脂質小胞に結合した蛋白質は、単純に磁気スタンドからMACSカラムを取り、適当な緩衝液に溶出することにより回復することができます。これは、SDS - PAGEを用いて、イムノブロットタンパク質分析を行うために溶出液またはSDS試料緩衝液中で酵素活性を測定する酵素互換性のあるバッファのどちらかです。 SDSサンプルバッファーを使用する場合はMACSカラムには、スタンド上の磁気ビーズの保持を可能にする磁気スタンド、から削除する必要はありません。

LIMACSを使用する際の注意事項があります。これは脂質小胞を破壊するので、明らかに、LIMACSは、洗剤の溶解液で使用することはできません。また、それは、この脂質がアネキシンV -共役磁性ビーズに小胞の結合のためのアンカーとして使用されるため、ターゲットの脂質の結合タンパク質はまた、ホスファチジルセリンに結合する場合、テストする必要があります。 。いくつかのケースでは、ホスファチジルセリンは、標的タンパク質への結合が損なわれる可能性があります。
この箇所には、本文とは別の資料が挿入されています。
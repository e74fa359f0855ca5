//! Service property dictionaries
//!
//! Every provider registration and every component declaration carries a
//! property dictionary. Keys are unique; values are typed. Filters compare
//! against these values, so the comparison rules live here.

use std::cmp::Ordering;
use std::collections::BTreeMap;
use std::fmt;

use serde::{Deserialize, Serialize};

use crate::constants::{DEFAULT_RANKING, RANKING_PROPERTY};

/// A typed property value
///
/// Deserialization is untagged: booleans, integers, floats, strings, and
/// string lists map directly from their JSON/TOML forms.
#[derive(Debug, Clone, PartialEq, Serialize, Deserialize)]
#[serde(untagged)]
pub enum PropertyValue {
    /// Boolean value
    Bool(bool),
    /// Signed integer value
    Int(i64),
    /// Floating point value
    Float(f64),
    /// String value
    Str(String),
    /// List of strings
    List(Vec<String>),
}

impl PropertyValue {
    /// Equality against a filter literal, using the value's own type
    ///
    /// Integers and floats parse the literal numerically, booleans parse it
    /// as a boolean, lists match if any element equals the literal.
    pub fn matches_literal(&self, literal: &str) -> bool {
        match self {
            PropertyValue::Bool(b) => literal.trim().parse::<bool>() == Ok(*b),
            PropertyValue::Int(i) => literal.trim().parse::<i64>() == Ok(*i),
            PropertyValue::Float(f) => literal
                .trim()
                .parse::<f64>()
                .map(|parsed| parsed == *f)
                .unwrap_or(false),
            PropertyValue::Str(s) => s == literal,
            PropertyValue::List(items) => items.iter().any(|item| item == literal),
        }
    }

    /// Ordering against a filter literal for `>=` / `<=` comparisons
    ///
    /// Returns `None` when the value kind has no meaningful order against the
    /// literal (booleans, lists, unparsable numbers).
    pub fn order_against(&self, literal: &str) -> Option<Ordering> {
        match self {
            PropertyValue::Int(i) => literal
                .trim()
                .parse::<i64>()
                .ok()
                .map(|parsed| i.cmp(&parsed)),
            PropertyValue::Float(f) => literal
                .trim()
                .parse::<f64>()
                .ok()
                .and_then(|parsed| f.partial_cmp(&parsed)),
            PropertyValue::Str(s) => Some(s.as_str().cmp(literal)),
            PropertyValue::Bool(_) | PropertyValue::List(_) => None,
        }
    }

    /// Approximate equality: case-insensitive, whitespace ignored
    pub fn approx_matches(&self, literal: &str) -> bool {
        fn normalize(s: &str) -> String {
            s.chars()
                .filter(|c| !c.is_whitespace())
                .flat_map(char::to_lowercase)
                .collect()
        }
        match self {
            PropertyValue::List(items) => items
                .iter()
                .any(|item| normalize(item) == normalize(literal)),
            other => normalize(&other.to_string()) == normalize(literal),
        }
    }
}

impl fmt::Display for PropertyValue {
    fn fmt(&self, f: &mut fmt::Formatter<'_>) -> fmt::Result {
        match self {
            PropertyValue::Bool(b) => write!(f, "{}", b),
            PropertyValue::Int(i) => write!(f, "{}", i),
            PropertyValue::Float(x) => write!(f, "{}", x),
            PropertyValue::Str(s) => write!(f, "{}", s),
            PropertyValue::List(items) => write!(f, "{}", items.join(",")),
        }
    }
}

impl From<&str> for PropertyValue {
    fn from(s: &str) -> Self {
        PropertyValue::Str(s.to_string())
    }
}

impl From<String> for PropertyValue {
    fn from(s: String) -> Self {
        PropertyValue::Str(s)
    }
}

impl From<i64> for PropertyValue {
    fn from(i: i64) -> Self {
        PropertyValue::Int(i)
    }
}

impl From<f64> for PropertyValue {
    fn from(f: f64) -> Self {
        PropertyValue::Float(f)
    }
}

impl From<bool> for PropertyValue {
    fn from(b: bool) -> Self {
        PropertyValue::Bool(b)
    }
}

impl From<Vec<String>> for PropertyValue {
    fn from(items: Vec<String>) -> Self {
        PropertyValue::List(items)
    }
}

/// A property dictionary with unique keys and deterministic iteration order
#[derive(Debug, Clone, Default, PartialEq, Serialize, Deserialize)]
pub struct ServiceProperties(BTreeMap<String, PropertyValue>);

impl ServiceProperties {
    /// Create an empty property dictionary
    pub fn new() -> Self {
        Self::default()
    }

    /// Builder-style insertion
    pub fn with<K: Into<String>, V: Into<PropertyValue>>(mut self, key: K, value: V) -> Self {
        self.0.insert(key.into(), value.into());
        self
    }

    /// Insert a property, replacing any previous value for the key
    pub fn insert<K: Into<String>, V: Into<PropertyValue>>(&mut self, key: K, value: V) {
        self.0.insert(key.into(), value.into());
    }

    /// Remove a property, returning its previous value
    pub fn remove(&mut self, key: &str) -> Option<PropertyValue> {
        self.0.remove(key)
    }

    /// Look up a property value
    pub fn get(&self, key: &str) -> Option<&PropertyValue> {
        self.0.get(key)
    }

    /// Look up a string property
    pub fn get_str(&self, key: &str) -> Option<&str> {
        match self.0.get(key) {
            Some(PropertyValue::Str(s)) => Some(s.as_str()),
            _ => None,
        }
    }

    /// Look up an integer property
    pub fn get_int(&self, key: &str) -> Option<i64> {
        match self.0.get(key) {
            Some(PropertyValue::Int(i)) => Some(*i),
            _ => None,
        }
    }

    /// The provider ranking encoded in this dictionary
    pub fn ranking(&self) -> i64 {
        self.get_int(RANKING_PROPERTY).unwrap_or(DEFAULT_RANKING)
    }

    /// Iterate over key/value pairs in key order
    pub fn iter(&self) -> impl Iterator<Item = (&String, &PropertyValue)> {
        self.0.iter()
    }

    /// Number of properties
    pub fn len(&self) -> usize {
        self.0.len()
    }

    /// Whether the dictionary is empty
    pub fn is_empty(&self) -> bool {
        self.0.is_empty()
    }
}

impl FromIterator<(String, PropertyValue)> for ServiceProperties {
    fn from_iter<I: IntoIterator<Item = (String, PropertyValue)>>(iter: I) -> Self {
        Self(iter.into_iter().collect())
    }
}

#[cfg(test)]
mod tests {
    use super::*;

    #[test]
    fn test_matches_literal_typed() {
        assert!(PropertyValue::Int(42).matches_literal("42"));
        assert!(!PropertyValue::Int(42).matches_literal("43"));
        assert!(PropertyValue::Bool(true).matches_literal("true"));
        assert!(PropertyValue::Str("abc".into()).matches_literal("abc"));
        assert!(PropertyValue::List(vec!["a".into(), "b".into()]).matches_literal("b"));
    }

    #[test]
    fn test_order_against_numeric() {
        assert_eq!(
            PropertyValue::Int(5).order_against("3"),
            Some(Ordering::Greater)
        );
        assert_eq!(
            PropertyValue::Float(1.5).order_against("2.0"),
            Some(Ordering::Less)
        );
        assert_eq!(PropertyValue::Bool(true).order_against("true"), None);
    }

    #[test]
    fn test_approx_matches_ignores_case_and_whitespace() {
        assert!(PropertyValue::Str("Hello World".into()).approx_matches("helloworld"));
        assert!(PropertyValue::Str("Hello World".into()).approx_matches("HELLO WORLD"));
    }

    #[test]
    fn test_ranking_defaults_to_zero() {
        let props = ServiceProperties::new();
        assert_eq!(props.ranking(), 0);
        let ranked = ServiceProperties::new().with(RANKING_PROPERTY, 7i64);
        assert_eq!(ranked.ranking(), 7);
    }
}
したがって、ホスファチジルセリンの様々な量と陰性コントロールとコントロールはアッセイに含まれなければならない。 Thesecontrolsだけで容易にホスファチジルセリンまたは非結合脂質とホスファチジルセリンの混合物を含有する脂質小胞を用いて行うことができます。を含むネガティブコントロールは、内在性ホスファチジルセリンを大量に含む細胞ライセートが必要です。内因性脂質​​膜や小胞の混入を避けるために、それは1時間、100,000 × gで超遠心分離のステップを含めることにより、細胞ライセートをクリアすることを推奨します。それは上清中の脂質結合タンパク質だけLIMACS手続きの制限である細胞質ゾル、できることは明らかである。このような磁気ビーズと結合したGM1とコレラ毒素のBサブユニットのような他のアンカーの脂質にLIMACSを拡張する可能性があります。

我々は現在、小胞の調製のためのアンカーの脂質の使用が不要になるだろうLIMACSのための脂質特異的抗体の使用を、模索している。 LIMACSの有益な側面の一つは、実装可能ではないタンパク質の分析法の様々なことができる脂質のタンパク質複合体の分離です..例えば、我々は、セラミドに結合aPKCに関連付けられているPar6/Cdc42の再構成極性のタンパク質複合体を分離するためにLIMACSを使用している。したがって、LIMACSは脂質結合蛋白質複合体の解析と分離のための強力な新規な方法です。

この作品は、NIHの助成金R01NS046835とR01AG034389、そしてダイム助成6FY08 - 322の月によってサポートされていました。特別あなたがMACS技術に彼女の洞察力で大いに役立った夫人エレノアブラウン（Miltenyi Biotec社、オーバーン、カリフォルニア州）に捧げられる感謝。ミルテニーは、気前よく無料での実験のデモンストレーションのために使用される材料を提供しています。私はまた、細胞株の発現PKCζを生成博士広滬王（グルジア/グルジア健康科学大学の医科大学、オーガスタ、ジョージア州）に感謝しています。グルジア/グルジア健康科学大学（リン博士は梅の指揮下）の医科大学分子医学研究所のサポートも認められている。